Blue was awarded honorary doctorates from the Open University and Durham University. In 1994, he was appointed an Officer of the Order of the British Empire (OBE).

==Personal life==
Blue came out in 1980 while he was involved with sailboat designer Kim Holman, a relationship which lasted from 1962 to 1982. He published Godly and Gay in 1981.

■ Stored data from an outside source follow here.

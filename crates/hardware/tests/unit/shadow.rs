//! Shadow Load Unit Tests.
//!
//! Verifies that a tainted load can run its translation and read early as
//! a shadow access, wakes dependents at most once, and retranslates for
//! its real access after a reset.

use pretty_assertions::assert_eq;
use specsim_core::common::{Fault, InstSeqNum, RequestFlags, VirtAddr};
use specsim_core::core::inst::status::SquashSite;
use specsim_core::core::shadow::{ShadowLoad, ShadowState};
use specsim_core::core::translation::CompletionOutcome;

use crate::common::harness::TestContext;
use crate::common::mocks::translator::Reply;

const ADDR: u64 = 0x240;

fn shadow_read(ctx: &mut TestContext, seq: InstSeqNum) -> Option<Fault> {
    ctx.cpu
        .initiate_shadow_read(seq, VirtAddr::new(ADDR), 8, RequestFlags::NONE)
}

/// A load whose address depends on an older, still squashable load.
fn tainted_load(ctx: &mut TestContext) -> (InstSeqNum, InstSeqNum) {
    let root = ctx.load(None);
    let dep = ctx.load(Some(root));
    assert!(!ctx.cpu[dep].may_expose_read());
    (root, dep)
}

#[test]
fn test_shadow_read_bypasses_closed_gate() {
    let mut ctx = TestContext::dopp(Reply::Sync);
    let (_, dep) = tainted_load(&mut ctx);

    assert!(shadow_read(&mut ctx, dep).is_none());
    let inst = &ctx.cpu[dep];
    assert_eq!(ShadowLoad::state(inst), ShadowState::Executing);
    assert!(inst.dopp_translation_completed());
    assert!(!inst.is_executed());
    assert!(!inst.may_expose_read());
    assert_eq!(ctx.memory.count(), 1);
    assert_eq!(ctx.cpu.stats().shadow_reads_issued, 1);
    assert_eq!(ctx.cpu.stats().shadow_loads_started, 1);
}

#[test]
fn test_shadow_forwarding_stays_out_of_real_buffers() {
    let mut ctx = TestContext::dopp(Reply::Sync);
    let (_, dep) = tainted_load(&mut ctx);
    let _ = shadow_read(&mut ctx, dep);

    let buffers = ctx.cpu.inst_mut(dep).unwrap().forward_buffers_mut();
    buffers.st_fwd_data = Some(vec![1; 8]);
    buffers.already_forwarded = true;
    assert_eq!(ctx.cpu[dep].shadow_forward().st_fwd_data, Some(vec![1; 8]));
    assert!(ctx.cpu[dep].real_forward().st_fwd_data.is_none());
    assert!(!ctx.cpu[dep].real_forward().already_forwarded);

    let _ = ctx.cpu.finish_shadow_load(dep, true);
    ctx.cpu.inst_mut(dep).unwrap().forward_buffers_mut().mem_data = Some(vec![2; 8]);
    assert_eq!(ctx.cpu[dep].real_forward().mem_data, Some(vec![2; 8]));
    assert!(ctx.cpu[dep].shadow_forward().mem_data.is_none());

    let _ = shadow_read(&mut ctx, dep);
    assert!(ctx.cpu[dep].shadow_forward().st_fwd_data.is_none());
    assert_eq!(ctx.cpu[dep].real_forward().mem_data, Some(vec![2; 8]));
}

#[test]
fn test_successful_shadow_wakes_once() {
    let mut ctx = TestContext::dopp(Reply::Sync);
    let (_, dep) = tainted_load(&mut ctx);
    let _ = shadow_read(&mut ctx, dep);

    assert!(ctx.cpu.finish_shadow_load(dep, true));
    assert!(!ctx.cpu.finish_shadow_load(dep, true));
    assert_eq!(ShadowLoad::state(&ctx.cpu[dep]), ShadowState::Succeeded);
    assert!(ctx.cpu[dep].dopp_has_woken_dependents());
    assert_eq!(ctx.cpu.stats().shadow_wakeups, 1);
    assert_eq!(ctx.cpu.stats().shadow_loads_succeeded, 1);
}

#[test]
fn test_unsuccessful_shadow_never_wakes() {
    let mut ctx = TestContext::dopp(Reply::Sync);
    let (_, dep) = tainted_load(&mut ctx);
    let _ = shadow_read(&mut ctx, dep);

    assert!(!ctx.cpu.finish_shadow_load(dep, false));
    assert_eq!(
        ShadowLoad::state(&ctx.cpu[dep]),
        ShadowState::FinishedWithoutSuccess
    );
}

#[test]
fn test_reset_retranslates_for_real_access() {
    let mut ctx = TestContext::dopp(Reply::Sync);
    let (root, dep) = tainted_load(&mut ctx);
    let _ = shadow_read(&mut ctx, dep);
    let _ = ctx.cpu.finish_shadow_load(dep, true);

    ctx.cpu.reset_dopp(dep);
    assert!(!ctx.cpu[dep].translation_started());
    assert_eq!(ShadowLoad::state(&ctx.cpu[dep]), ShadowState::Succeeded);

    ctx.cpu.mark_unsquashable(root);
    assert_eq!(ctx.cpu.release_stalled(), vec![dep]);
    assert!(ctx.cpu[dep].may_expose_read());

    assert!(ctx.read(dep, ADDR, 8).is_none());
    assert_eq!(ctx.translator.seen().len(), 2);
    assert_eq!(ctx.memory.count(), 2);
    assert_eq!(ctx.cpu.stats().reads_issued, 2);
    assert_eq!(ctx.cpu.stats().shadow_reads_issued, 1);
}

#[test]
fn test_deferred_shadow_translation() {
    let mut ctx = TestContext::dopp(Reply::Deferred);
    let (_, dep) = tainted_load(&mut ctx);

    assert!(shadow_read(&mut ctx, dep).is_none());
    assert!(ctx.cpu[dep].is_translation_delayed());
    assert!(!ctx.cpu[dep].dopp_translation_completed());

    assert_eq!(ctx.deliver_all(), vec![CompletionOutcome::Finished]);
    assert!(ctx.cpu[dep].dopp_translation_completed());
    assert_eq!(ctx.memory.count(), 0);

    let _ = shadow_read(&mut ctx, dep);
    assert_eq!(ctx.memory.count(), 1);
    assert_eq!(ctx.cpu.stats().shadow_loads_started, 1);
}

#[test]
fn test_faulting_shadow_gives_up_quietly() {
    let mut ctx = TestContext::dopp(Reply::Fault);
    let (_, dep) = tainted_load(&mut ctx);

    assert!(shadow_read(&mut ctx, dep).is_some());
    let inst = &ctx.cpu[dep];
    assert_eq!(ShadowLoad::state(inst), ShadowState::FinishedWithoutSuccess);
    assert!(!inst.translation_started());
    assert!(!inst.is_executed());
    assert_eq!(ctx.memory.count(), 0);
    assert!(!ctx.cpu.finish_shadow_load(dep, true));
}

#[test]
fn test_squashed_shadow_does_not_wake() {
    let mut ctx = TestContext::dopp(Reply::Sync);
    let (_, dep) = tainted_load(&mut ctx);
    let _ = shadow_read(&mut ctx, dep);
    ctx.cpu.squash(dep, SquashSite::LoadStoreQueue);

    assert!(!ctx.cpu.finish_shadow_load(dep, true));
    assert!(ctx.cpu[dep].dopp_finished());
}

#[test]
#[should_panic(expected = "shadow-load mechanism")]
fn test_shadow_on_disabled_core_panics() {
    let mut ctx = TestContext::new();
    let (_, dep) = tainted_load(&mut ctx);
    let _ = shadow_read(&mut ctx, dep);
}

#[test]
#[should_panic(expected = "not a load")]
fn test_shadow_on_store_panics() {
    let mut ctx = TestContext::dopp(Reply::Sync);
    let st = ctx.store(None);
    let _ = shadow_read(&mut ctx, st);
}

After his split with Holman, Blue met Jim Cummings through a personal ad in Gay Times. They remained together until Cummings's death in 2014. He was involved with various gay charities, including the Jewish Gay and Lesbian Group, and Kairos in Soho.

==Illnesses and death==
Blue was diagnosed with epilepsy at the age of 57; however, he successfully controlled his disorder with medication. During an operation in 1997, a surgeon discovered a tumour which tests proved to be malignant. He received radiotherapy and hormonal treatment to reduce any further growth. He was also diagnosed as having Parkinson's disease. Blue died on 19 December 2016 at the age of 86.

==Books==
- To Heaven with Scribes and Pharisees (Darton, Longman and Todd,1975) ISBN 0232512892.
- A Backdoor to Heaven (Fount, 1985) ISBN 9780006269786.

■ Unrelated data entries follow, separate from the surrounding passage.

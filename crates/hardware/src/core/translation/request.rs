//! Memory requests and line splitting.
//!
//! A request describes one contiguous virtual access. An access that
//! straddles a cache-line boundary is carried as a main request plus a
//! low and a high fragment; the fragments partition the main request.

use serde::Serialize;

use crate::common::{InstSeqNum, PhysAddr, RequestFlags, ThreadId, VirtAddr};

/// A single memory request.
#[derive(Clone, Debug, PartialEq, Eq, Serialize)]
pub struct MemRequest {
    /// First virtual byte.
    pub vaddr: VirtAddr,
    /// Length in bytes.
    pub size: u32,
    /// Request flags (caller flags merged with translation flags once finished).
    pub flags: RequestFlags,
    /// PC of the issuing instruction.
    pub pc: u64,
    /// Issuing thread.
    pub tid: ThreadId,
    /// Address-space id of the issuing context.
    pub asid: u16,
    /// Physical address of `vaddr`, once translated.
    pub paddr: Option<PhysAddr>,
    /// Extra data carried by conditional-swap requests.
    pub extra_data: Option<u64>,
}

impl MemRequest {
    /// Creates an untranslated request.
    pub const fn new(
        vaddr: VirtAddr,
        size: u32,
        flags: RequestFlags,
        pc: u64,
        tid: ThreadId,
        asid: u16,
    ) -> Self {
        Self {
            vaddr,
            size,
            flags,
            pc,
            tid,
            asid,
            paddr: None,
            extra_data: None,
        }
    }

    /// One past the last virtual byte.
    #[inline]
    pub const fn end(&self) -> VirtAddr {
        self.vaddr.offset(self.size as u64)
    }

    /// Returns true if `vaddr` falls inside the request.
    #[inline]
    pub const fn contains(&self, vaddr: VirtAddr) -> bool {
        vaddr.0 >= self.vaddr.0 && vaddr.0 < self.end().0
    }

    /// Splits the request at `split`, which must lie strictly inside it.
    ///
    /// Returns the `(low, high)` fragments. Both inherit every attribute of
    /// the parent except address and size.
    pub fn split_on_vaddr(&self, split: VirtAddr) -> (Self, Self) {
        let low_size = (split.0 - self.vaddr.0) as u32;
        let mut low = self.clone();
        low.size = low_size;
        let mut high = self.clone();
        high.vaddr = split;
        high.size = self.size - low_size;
        (low, high)
    }
}

/// Computes the line boundary an access of `size` bytes at `vaddr` crosses.
///
/// Returns `None` when the access fits within one line of `line_bytes`.
/// Callers must ensure `size <= line_bytes`, so at most one boundary can be
/// crossed.
pub const fn line_split_point(vaddr: VirtAddr, size: u32, line_bytes: u64) -> Option<VirtAddr> {
    let last = vaddr.offset(size as u64 - 1);
    let split = last.round_down(line_bytes);
    if split.0 > vaddr.0 { Some(split) } else { None }
}

/// Which part of an access a translation result belongs to.
#[derive(Clone, Copy, Debug, PartialEq, Eq, Hash, Serialize)]
pub enum Fragment {
    /// The whole, unsplit access.
    Whole,
    /// Lower fragment of a split access.
    Low,
    /// Upper fragment of a split access.
    High,
}

/// Identifies an outstanding translation to the backend.
///
/// The backend hands the token back with the result. The generation guards
/// against a completion from an abandoned translation being applied to a
/// newer one on the same instruction.
#[derive(Clone, Copy, Debug, PartialEq, Eq, Hash, Serialize)]
pub struct TranslationToken {
    /// Instruction that owns the translation.
    pub seq: InstSeqNum,
    /// Translation attempt on that instruction.
    pub generation: u32,
    /// Part of the access.
    pub fragment: Fragment,
}

/// A fully translated access, ready to be issued to memory.
#[derive(Clone, Debug, PartialEq, Eq, Serialize)]
pub struct TranslatedAccess {
    /// The whole access. Its physical address is that of its first byte.
    pub main: MemRequest,
    /// Low and high fragments of a split access.
    pub fragments: Option<(MemRequest, MemRequest)>,
}

impl TranslatedAccess {
    /// Returns true if the access was split at a line boundary.
    #[inline]
    pub const fn is_split(&self) -> bool {
        self.fragments.is_some()
    }

    /// Requests that are sent to memory, in address order.
    pub fn pieces(&self) -> Vec<&MemRequest> {
        match &self.fragments {
            Some((low, high)) => vec![low, high],
            None => vec![&self.main],
        }
    }

    /// Maps a virtual byte of the access to its physical address.
    pub fn paddr_of(&self, vaddr: VirtAddr) -> Option<PhysAddr> {
        self.pieces().into_iter().find_map(|piece| {
            if piece.contains(vaddr) {
                piece.paddr.map(|p| p.offset(vaddr.0 - piece.vaddr.0))
            } else {
                None
            }
        })
    }

    /// Physical address of the low (or only) piece.
    pub fn paddr_low(&self) -> Option<PhysAddr> {
        self.fragments
            .as_ref()
            .map_or(self.main.paddr, |(low, _)| low.paddr)
    }

    /// Physical address of the high piece, if split.
    pub fn paddr_high(&self) -> Option<PhysAddr> {
        self.fragments.as_ref().and_then(|(_, high)| high.paddr)
    }
}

- Kitchen Blues (ISIS Large Print, 1986) ISBN 9781850890850.
- Bolts from the Blue (Hodder & Stoughton, 1986) ISBN 9780340413715.
- Simply Divine - with Reverend John Eley (British Broadcasting Corporation, 1986) ISBN 9780563204596.

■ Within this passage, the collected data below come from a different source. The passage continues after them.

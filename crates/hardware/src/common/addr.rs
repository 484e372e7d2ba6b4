//! Physical and Virtual Address types.
//!
//! This module defines strong types for physical and virtual addresses to prevent
//! accidental mixing of address spaces. It provides the following:
//! 1. **Type Safety:** Distinguishes between virtual and physical address spaces at compile time.
//! 2. **Address Manipulation:** Helpers for page offsets, line rounding and offsets.
//! 3. **Translation Integration:** The currency of the translation protocol and its backends.

use std::fmt;

use serde::Serialize;

/// A virtual address as produced by an instruction's effective-address computation.
///
/// Virtual addresses must be translated to physical addresses by the
/// translation backend before a memory access can be issued.
#[derive(Clone, Copy, Debug, Default, PartialEq, Eq, PartialOrd, Ord, Hash, Serialize)]
pub struct VirtAddr(pub u64);

/// A physical address, produced by a completed translation.
#[derive(Clone, Copy, Debug, Default, PartialEq, Eq, PartialOrd, Ord, Hash, Serialize)]
pub struct PhysAddr(pub u64);

impl VirtAddr {
    /// Creates a new virtual address from a raw 64-bit value.
    #[inline(always)]
    pub const fn new(addr: u64) -> Self {
        Self(addr)
    }

    /// Returns the raw 64-bit address value.
    #[inline(always)]
    pub const fn val(&self) -> u64 {
        self.0
    }

    /// Extracts the offset of this address within a page of `page_bytes`.
    ///
    /// `page_bytes` must be a power of two.
    #[inline]
    pub const fn page_offset(&self, page_bytes: u64) -> u64 {
        self.0 & (page_bytes - 1)
    }

    /// Returns the virtual page number for a page of `page_bytes`.
    #[inline]
    pub const fn page_number(&self, page_bytes: u64) -> u64 {
        self.0 / page_bytes
    }

    /// Rounds the address down to a multiple of `align` (a power of two).
    #[inline]
    pub const fn round_down(&self, align: u64) -> Self {
        Self(self.0 & !(align - 1))
    }

    /// Returns the address `bytes` past this one.
    #[inline]
    pub const fn offset(&self, bytes: u64) -> Self {
        Self(self.0.wrapping_add(bytes))
    }
}

impl PhysAddr {
    /// Creates a new physical address from a raw 64-bit value.
    #[inline(always)]
    pub const fn new(addr: u64) -> Self {
        Self(addr)
    }

    /// Returns the raw 64-bit address value.
    #[inline(always)]
    pub const fn val(&self) -> u64 {
        self.0
    }

    /// Returns the address `bytes` past this one.
    #[inline]
    pub const fn offset(&self, bytes: u64) -> Self {
        Self(self.0.wrapping_add(bytes))
    }
}

impl fmt::Display for VirtAddr {
    fn fmt(&self, f: &mut fmt::Formatter<'_>) -> fmt::Result {
        write!(f, "v:{:#x}", self.0)
    }
}

impl fmt::Display for PhysAddr {
    fn fmt(&self, f: &mut fmt::Formatter<'_>) -> fmt::Result {
        write!(f, "p:{:#x}", self.0)
    }
}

- Bedside Manna (Victor Gollancz, 1991) ISBN 9780575054417.
- Tales of Body and Soul (Coronet, 1995) ISBN 9780340649558.
- My Affair with Christianity (Hodder & Stoughton General, 1999) ISBN 9780340669075.
- Sun, Sand and Soul (Hodder & Stoughton General, 1999) ISBN 9780340669273.
- Kindred Spirits (Fount, 1999) ISBN 9780006278191.
- Hitchhiking to Heaven – Autobiography (Hodder & Stoughton General, 2004) ISBN 9780340786611.
- Best of Blue (Continuum, 2006) ISBN 9780826490452.
- The Godseeker's Guide (Continuum, 2010) ISBN 9781847064189.